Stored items
━━━━
//! Axum extractors for tenant-aware handlers.

pub mod tenant;

pub use tenant::CurrentTenant;
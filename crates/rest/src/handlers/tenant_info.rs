//! Tenant introspection handler.
//!
//! Exposes the request's resolved tenant account, the HTTP face of the
//! fixed per-request accessor: views and client code get the account the
//! host resolved to, regardless of any nested activation handler code
//! performs.

use axum::{
    Json,
    response::{IntoResponse, Response},
};
use tracing::debug;

use crate::error::RestResult;
use crate::extractors::CurrentTenant;

/// Handler for the current-tenant endpoint.
///
/// `GET /tenant`. Returns the bound account, or `null` when the request
/// host did not resolve to one.
pub async fn current_tenant_handler(tenant: CurrentTenant) -> RestResult<Response> {
    debug!(tenant = ?tenant.tenant_id(), "Processing tenant introspection request");
    Ok(Json(tenant.current_tenant_account()).into_response())
}
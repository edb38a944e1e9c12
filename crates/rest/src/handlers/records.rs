//! Record CRUD handlers.
//!
//! All record access flows through the [`RecordStorage`] trait with the
//! request's bound [`TenantContext`], so scope filtering and the write
//! guard apply uniformly: out-of-scope reads are 404s, unscoped reads on
//! an unresolved host are 400s, and cross-tenant writes are 403s.
//!
//! [`TenantContext`]: tessera_tenancy::context::TenantContext

use axum::{
    Json,
    extract::{Path, State},
    http::{StatusCode, header},
    response::{IntoResponse, Response},
};
use serde_json::Value;
use tessera_tenancy::store::RecordStorage;
use tracing::debug;

use crate::error::{RestError, RestResult};
use crate::extractors::CurrentTenant;
use crate::state::AppState;

/// Handler for record creation.
///
/// `POST /records/{type}` with a JSON body. The server assigns the
/// record ID and returns it in the `Location` header.
pub async fn create_record<S>(
    State(state): State<AppState<S>>,
    Path(record_type): Path<String>,
    tenant: CurrentTenant,
    Json(content): Json<Value>,
) -> RestResult<Response>
where
    S: RecordStorage + 'static,
{
    debug!(record_type = %record_type, tenant = ?tenant.tenant_id(), "Processing create request");

    let record = state
        .storage()
        .insert(tenant.context(), &record_type, content)
        .await?;

    let location = format!("/records/{}/{}", record_type, record.id());
    let location = location
        .parse::<header::HeaderValue>()
        .map_err(|_| RestError::BadRequest {
            message: format!("record type produces an invalid location: {record_type}"),
        })?;

    Ok((
        StatusCode::CREATED,
        [(header::LOCATION, location)],
        Json(record),
    )
        .into_response())
}

/// Handler for reading a single record.
///
/// `GET /records/{type}/{id}`. A record outside the active read scope is
/// indistinguishable from one that does not exist.
pub async fn read_record<S>(
    State(state): State<AppState<S>>,
    Path((record_type, id)): Path<(String, String)>,
    tenant: CurrentTenant,
) -> RestResult<Response>
where
    S: RecordStorage + 'static,
{
    let record = state
        .storage()
        .find(tenant.context(), &record_type, &id)
        .await?
        .ok_or(RestError::NotFound { record_type, id })?;

    Ok(Json(record).into_response())
}

/// Handler for listing records of a type.
///
/// `GET /records/{type}`.
pub async fn list_records<S>(
    State(state): State<AppState<S>>,
    Path(record_type): Path<String>,
    tenant: CurrentTenant,
) -> RestResult<Response>
where
    S: RecordStorage + 'static,
{
    let records = state
        .storage()
        .list(tenant.context(), &record_type)
        .await?;

    Ok(Json(records).into_response())
}

/// Handler for counting records of a type.
///
/// `GET /records/{type}/$count`. Counts only within the active read
/// scope; see the admin count for the cross-tenant total.
pub async fn count_records<S>(
    State(state): State<AppState<S>>,
    Path(record_type): Path<String>,
    tenant: CurrentTenant,
) -> RestResult<Response>
where
    S: RecordStorage + 'static,
{
    let count = state
        .storage()
        .count(tenant.context(), &record_type)
        .await?;

    Ok(Json(serde_json::json!({
        "record_type": record_type,
        "count": count,
    }))
    .into_response())
}

/// Handler for a full-record update.
///
/// `PUT /records/{type}/{id}` with the replacement content as the body.
pub async fn update_record<S>(
    State(state): State<AppState<S>>,
    Path((record_type, id)): Path<(String, String)>,
    tenant: CurrentTenant,
    Json(content): Json<Value>,
) -> RestResult<Response>
where
    S: RecordStorage + 'static,
{
    debug!(record_type = %record_type, id = %id, "Processing update request");

    let record = state
        .storage()
        .update(tenant.context(), &record_type, &id, content)
        .await?;

    Ok(Json(record).into_response())
}

/// Handler for a field-level update.
///
/// `PATCH /records/{type}/{id}` with a JSON object of fields to merge.
/// Field-level writes pass the same tenant guard as full updates.
pub async fn patch_record<S>(
    State(state): State<AppState<S>>,
    Path((record_type, id)): Path<(String, String)>,
    tenant: CurrentTenant,
    Json(body): Json<Value>,
) -> RestResult<Response>
where
    S: RecordStorage + 'static,
{
    let Value::Object(fields) = body else {
        return Err(RestError::BadRequest {
            message: "patch body must be a JSON object".to_string(),
        });
    };

    let record = state
        .storage()
        .update_fields(tenant.context(), &record_type, &id, fields)
        .await?;

    Ok(Json(record).into_response())
}

/// Handler for record deletion.
///
/// `DELETE /records/{type}/{id}`. A delete is a write and is guarded as
/// one.
pub async fn delete_record<S>(
    State(state): State<AppState<S>>,
    Path((record_type, id)): Path<(String, String)>,
    tenant: CurrentTenant,
) -> RestResult<Response>
where
    S: RecordStorage + 'static,
{
    debug!(record_type = %record_type, id = %id, "Processing delete request");

    state
        .storage()
        .delete(tenant.context(), &record_type, &id)
        .await?;

    Ok(StatusCode::NO_CONTENT.into_response())
}
//! Read-path scoping policy.
//!
//! [`ScopePolicy`] decides, immediately before any read against a
//! tenant-owned record type, whether the read must be filtered by the
//! current tenant and whether an unscoped read is currently permitted.
//! The persistence layer consults it on every find/list/count; there is
//! no read path around it.

use crate::context::{DefaultScopeMode, TenantContext};
use crate::error::MissingTenantError;
use crate::tenant::TenantId;

/// The filter a read must apply.
#[derive(Debug, Clone, PartialEq, Eq)]
pub enum ReadScope {
    /// Only records owned by this tenant are visible.
    Tenant(TenantId),
    /// All tenants' records are visible.
    Unscoped,
}

impl ReadScope {
    /// Returns `true` if the given owner is visible under this scope.
    pub fn permits(&self, owner: &TenantId) -> bool {
        match self {
            ReadScope::Tenant(tenant) => tenant == owner,
            ReadScope::Unscoped => true,
        }
    }
}

/// Decides the read filter from the context's current state.
///
/// Default-scope-on fails closed: with scoping enforced and no tenant
/// active, reads error instead of silently widening to every tenant.
/// The opt-outs (`Disabled` mode, read-across-tenant) are narrow, scoped,
/// and must be deliberately requested by the caller.
#[derive(Debug, Clone, Copy, Default)]
pub struct ScopePolicy;

impl ScopePolicy {
    /// Resolves the filter for a read under the given context.
    ///
    /// Decision order:
    /// 1. default scope `Disabled` - unscoped, regardless of other state
    /// 2. a current tenant is active - filter by it
    /// 3. read-across-tenant granted - unscoped
    /// 4. otherwise - [`MissingTenantError`]; the read must not proceed
    pub fn resolve_read_filter(context: &TenantContext) -> Result<ReadScope, MissingTenantError> {
        let snapshot = context.snapshot();

        if snapshot.default_scope == DefaultScopeMode::Disabled {
            return Ok(ReadScope::Unscoped);
        }
        if let Some(current) = snapshot.current {
            return Ok(ReadScope::Tenant(current));
        }
        if snapshot.read_across_tenant {
            return Ok(ReadScope::Unscoped);
        }
        Err(MissingTenantError)
    }
}

#[cfg(test)]
mod tests {
    use super::*;

    fn tenant(id: &str) -> TenantId {
        TenantId::new(id)
    }

    #[test]
    fn test_enforced_with_tenant_filters() {
        let context = TenantContext::new();
        context.activate(tenant("t1"), || {
            let scope = ScopePolicy::resolve_read_filter(&context).unwrap();
            assert_eq!(scope, ReadScope::Tenant(tenant("t1")));
        });
    }

    #[test]
    fn test_enforced_without_tenant_fails() {
        let context = TenantContext::new();
        assert_eq!(
            ScopePolicy::resolve_read_filter(&context),
            Err(MissingTenantError)
        );
    }

    #[test]
    fn test_disabled_is_unscoped_regardless() {
        let context = TenantContext::with_default_scope_mode(DefaultScopeMode::Disabled);
        assert_eq!(
            ScopePolicy::resolve_read_filter(&context).unwrap(),
            ReadScope::Unscoped
        );

        // Disabled wins even with a tenant active.
        context.activate(tenant("t1"), || {
            assert_eq!(
                ScopePolicy::resolve_read_filter(&context).unwrap(),
                ReadScope::Unscoped
            );
        });
    }

    #[test]
    fn test_read_across_without_tenant_is_unscoped() {
        let context = TenantContext::new();
        context.with_read_across_tenant(|| {
            assert_eq!(
                ScopePolicy::resolve_read_filter(&context).unwrap(),
                ReadScope::Unscoped
            );
        });
    }

    #[test]
    fn test_current_tenant_precedes_read_across() {
        let context = TenantContext::new();
        context.with_read_across_tenant(|| {
            context.activate(tenant("t1"), || {
                let scope = ScopePolicy::resolve_read_filter(&context).unwrap();
                assert_eq!(scope, ReadScope::Tenant(tenant("t1")));
            });
        });
    }

    #[test]
    fn test_permits() {
        assert!(ReadScope::Unscoped.permits(&tenant("anyone")));
        assert!(ReadScope::Tenant(tenant("t1")).permits(&tenant("t1")));
        assert!(!ReadScope::Tenant(tenant("t1")).permits(&tenant("t2")));
    }
}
━━━━
Work task: Within the data, how many lines hold the string "writes"? Answer with the number and nothing more.

Answer box: 2